INFORMATION SUPPLIED below:

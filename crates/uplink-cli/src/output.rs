//! Terminal output for uplink commands
//!
//! Commands talk to an [`OutputFormatter`]; the human formatter prints
//! marked lines and aligned tables, the JSON formatter prints one document
//! per result. Pass reports and watch listings have their own methods so
//! both formats render them from the same data.

use std::path::Path;

use uplink_core::domain::{WatchEntry, WatchId};
use uplink_sync::{PassReport, WatchStatus};

/// Output format selector
#[derive(Debug, Clone, Copy, PartialEq)]
pub enum OutputFormat {
    /// `quiet` drops informational lines but keeps results
    Human { quiet: bool },
    Json,
}

impl OutputFormat {
    pub fn is_json(self) -> bool {
        matches!(self, OutputFormat::Json)
    }
}

/// Trait for formatting CLI output
pub trait OutputFormatter {
    fn success(&self, message: &str);
    fn error(&self, message: &str);
    fn warn(&self, message: &str);
    fn info(&self, message: &str);
    fn print_json(&self, value: &serde_json::Value);
    /// Result of one pass over `local`
    fn report(&self, local: &Path, report: &PassReport);
    /// Every configured watch with its running flag
    fn watches(&self, watches: &[WatchStatus]);
}

// ============================================================================
// Human output
// ============================================================================

pub struct HumanFormatter {
    quiet: bool,
}

impl OutputFormatter for HumanFormatter {
    fn success(&self, message: &str) {
        println!("\u{2713} {message}");
    }
    fn error(&self, message: &str) {
        eprintln!("\u{2717} Error: {message}");
    }
    fn warn(&self, message: &str) {
        eprintln!("\u{26a0} Warning: {message}");
    }
    fn info(&self, message: &str) {
        if !self.quiet {
            println!("  {message}");
        }
    }
    fn print_json(&self, _value: &serde_json::Value) {}

    fn report(&self, local: &Path, report: &PassReport) {
        if report.failed == 0 {
            self.success(&format!("Pass complete for {}", local.display()));
        } else {
            self.warn(&format!(
                "Pass for {} finished with {} failure(s)",
                local.display(),
                report.failed
            ));
        }
        for line in report_lines(report) {
            println!("  {line}");
        }
        for error in &report.errors {
            self.error(error);
        }
    }

    fn watches(&self, watches: &[WatchStatus]) {
        if watches.is_empty() {
            println!("No watches configured. Use 'uplink watch add LOCAL REMOTE'.");
            return;
        }
        for line in watch_lines(watches) {
            println!("{line}");
        }
    }
}

/// Label/value rows of a pass report, labels padded to one width
fn report_lines(report: &PassReport) -> Vec<String> {
    let mut rows = vec![
        ("Uploaded", report.uploaded.to_string()),
        ("Unchanged", report.unchanged.to_string()),
        ("Ignored", report.ignored.to_string()),
        ("Failed", report.failed.to_string()),
        ("Duration", format!("{}ms", report.duration_ms)),
    ];
    if report.cancelled {
        rows.push(("Cancelled", "yes".to_string()));
    }

    let width = rows.iter().map(|(label, _)| label.len()).max().unwrap_or(0) + 1;
    rows.into_iter()
        .map(|(label, value)| format!("{:<width$} {value}", format!("{label}:")))
        .collect()
}

/// One table row per watch, with a header; the local column is sized to fit
fn watch_lines(watches: &[WatchStatus]) -> Vec<String> {
    let locals: Vec<String> = watches
        .iter()
        .map(|w| w.entry.local.display().to_string())
        .collect();
    let width = locals.iter().map(String::len).max().unwrap_or(0).max("LOCAL".len());

    let mut lines = vec![format!(
        "{:<12}  {:<width$}  {:<8}  {:>9}  {:>6}  {:<8}  REMOTE",
        "ID", "LOCAL", "STATE", "INTERVAL", "FILES", "MODE"
    )];
    for (status, local) in watches.iter().zip(&locals) {
        let entry = &status.entry;
        let mode = match (entry.encryption.is_some(), entry.anonymizes()) {
            (true, true) => format!("{:?}+enc+anon", entry.mode),
            (true, false) => format!("{:?}+enc", entry.mode),
            _ => format!("{:?}", entry.mode),
        };
        lines.push(format!(
            "{:<12}  {:<width$}  {:<8}  {:>9}  {:>6}  {:<8}  {}",
            status.id.short(),
            local,
            if status.running { "running" } else { "stopped" },
            format!("{}s", entry.interval_secs),
            entry.files.len(),
            mode.to_lowercase(),
            entry.remote,
        ));
    }
    lines
}

// ============================================================================
// JSON output
// ============================================================================

pub struct JsonFormatter;

impl OutputFormatter for JsonFormatter {
    fn success(&self, message: &str) {
        println!("{}", serde_json::json!({"success": true, "message": message}));
    }
    fn error(&self, message: &str) {
        eprintln!("{}", serde_json::json!({"success": false, "error": message}));
    }
    fn warn(&self, message: &str) {
        eprintln!("{}", serde_json::json!({"level": "warning", "message": message}));
    }
    fn info(&self, _message: &str) {}
    fn print_json(&self, value: &serde_json::Value) {
        println!("{}", serde_json::to_string_pretty(value).unwrap_or_default());
    }

    fn report(&self, _local: &Path, report: &PassReport) {
        self.print_json(&report_json(report));
    }

    fn watches(&self, watches: &[WatchStatus]) {
        let items: Vec<serde_json::Value> = watches
            .iter()
            .map(|w| status_json(&w.id, &w.entry, w.running))
            .collect();
        self.print_json(&serde_json::json!({ "watches": items }));
    }
}

fn report_json(report: &PassReport) -> serde_json::Value {
    serde_json::json!({
        "success": report.failed == 0,
        "uploaded": report.uploaded,
        "unchanged": report.unchanged,
        "ignored": report.ignored,
        "failed": report.failed,
        "errors": report.errors,
        "cancelled": report.cancelled,
        "duration_ms": report.duration_ms,
    })
}

/// Watch summary for JSON output; the key itself is never printed
pub fn status_json(id: &WatchId, entry: &WatchEntry, running: bool) -> serde_json::Value {
    serde_json::json!({
        "id": id.as_str(),
        "local": entry.local.display().to_string(),
        "remote": entry.remote.as_str(),
        "interval_secs": entry.interval_secs,
        "mode": entry.mode,
        "fingerprint": entry.effective_fingerprint(),
        "encryption": entry.encryption.as_ref().map(|e| e.method.clone()),
        "anonymize_names": entry.anonymizes(),
        "ignore_file": entry.ignore_file.as_ref().map(|p| p.display().to_string()),
        "tracked_files": entry.files.len(),
        "running": running,
    })
}

pub fn get_formatter(format: OutputFormat) -> Box<dyn OutputFormatter> {
    match format {
        OutputFormat::Human { quiet } => Box::new(HumanFormatter { quiet }),
        OutputFormat::Json => Box::new(JsonFormatter),
    }
}

#[cfg(test)]
mod tests {
    use std::path::PathBuf;

    use uplink_core::domain::{EncryptionSettings, RemotePath};

    use super::*;

    fn status(local: &str, running: bool) -> WatchStatus {
        let entry = WatchEntry::new(PathBuf::from(local), RemotePath::new("/backup").unwrap(), 60)
            .unwrap();
        WatchStatus {
            id: entry.id(),
            entry,
            running,
        }
    }

    // ------------------------------------------------------------------------
    // Pass reports
    // ------------------------------------------------------------------------

    #[test]
    fn test_report_json() {
        let report = PassReport {
            uploaded: 2,
            failed: 1,
            errors: vec!["b.txt: remote rejected".to_string()],
            ..Default::default()
        };

        let value = report_json(&report);
        assert_eq!(value["success"], false);
        assert_eq!(value["uploaded"], 2);
        assert_eq!(value["errors"][0], "b.txt: remote rejected");
    }

    #[test]
    fn test_report_lines_are_aligned() {
        let report = PassReport {
            uploaded: 3,
            duration_ms: 42,
            ..Default::default()
        };

        let lines = report_lines(&report);
        assert_eq!(lines[0], "Uploaded:  3");
        assert_eq!(lines[1], "Unchanged: 0");
        assert_eq!(lines[4], "Duration:  42ms");
        assert_eq!(lines.len(), 5);
    }

    #[test]
    fn test_report_lines_mention_cancellation() {
        let report = PassReport {
            cancelled: true,
            ..Default::default()
        };
        assert_eq!(report_lines(&report).last().unwrap(), "Cancelled: yes");
    }

    // ------------------------------------------------------------------------
    // Watch listings
    // ------------------------------------------------------------------------

    #[test]
    fn test_watch_lines_columns() {
        let watches = vec![status("/data/docs", true), status("/srv/music/library", false)];

        let lines = watch_lines(&watches);
        assert_eq!(lines.len(), 3);
        assert!(lines[0].starts_with("ID"));
        assert!(lines[1].starts_with(watches[0].id.short()));
        assert!(lines[1].contains("running"));
        assert!(lines[2].contains("stopped"));
        assert!(lines[1].ends_with("/backup"));

        // The state column starts at the same offset on every row.
        let offsets: Vec<usize> = lines[1..]
            .iter()
            .map(|l| l.find("running").or_else(|| l.find("stopped")).unwrap())
            .collect();
        assert_eq!(offsets[0], offsets[1]);
    }

    #[test]
    fn test_status_json_hides_key() {
        let entry = WatchEntry::new(PathBuf::from("/data"), RemotePath::new("/backup").unwrap(), 60)
            .unwrap()
            .with_encryption(Some(EncryptionSettings {
                key: "hunter2".to_string(),
                method: "aes-256-gcm".to_string(),
            }));

        let value = status_json(&entry.id(), &entry, true);
        assert_eq!(value["encryption"], "aes-256-gcm");
        assert_eq!(value["mode"], "incremental");
        assert_eq!(value["running"], true);
        assert!(!value.to_string().contains("hunter2"));

        let lines = watch_lines(&[WatchStatus {
            id: entry.id(),
            entry,
            running: false,
        }]);
        assert!(lines[1].contains("incremental+enc"));
        assert!(!lines[1].contains("hunter2"));
    }
}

End of INFORMATION SUPPLIED.

* _REQUIRED WORK_:
Would you please copy each line of the listing that contains the word "false"?

* _ANSWER TO THIS EXERCISE_:
            (true, false) => format!("{:?}+enc", entry.mode),
        eprintln!("{}", serde_json::json!({"success": false, "error": message}));
        assert_eq!(value["success"], false);
        let watches = vec![status("/data/docs", true), status("/srv/music/library", false)];
            running: false,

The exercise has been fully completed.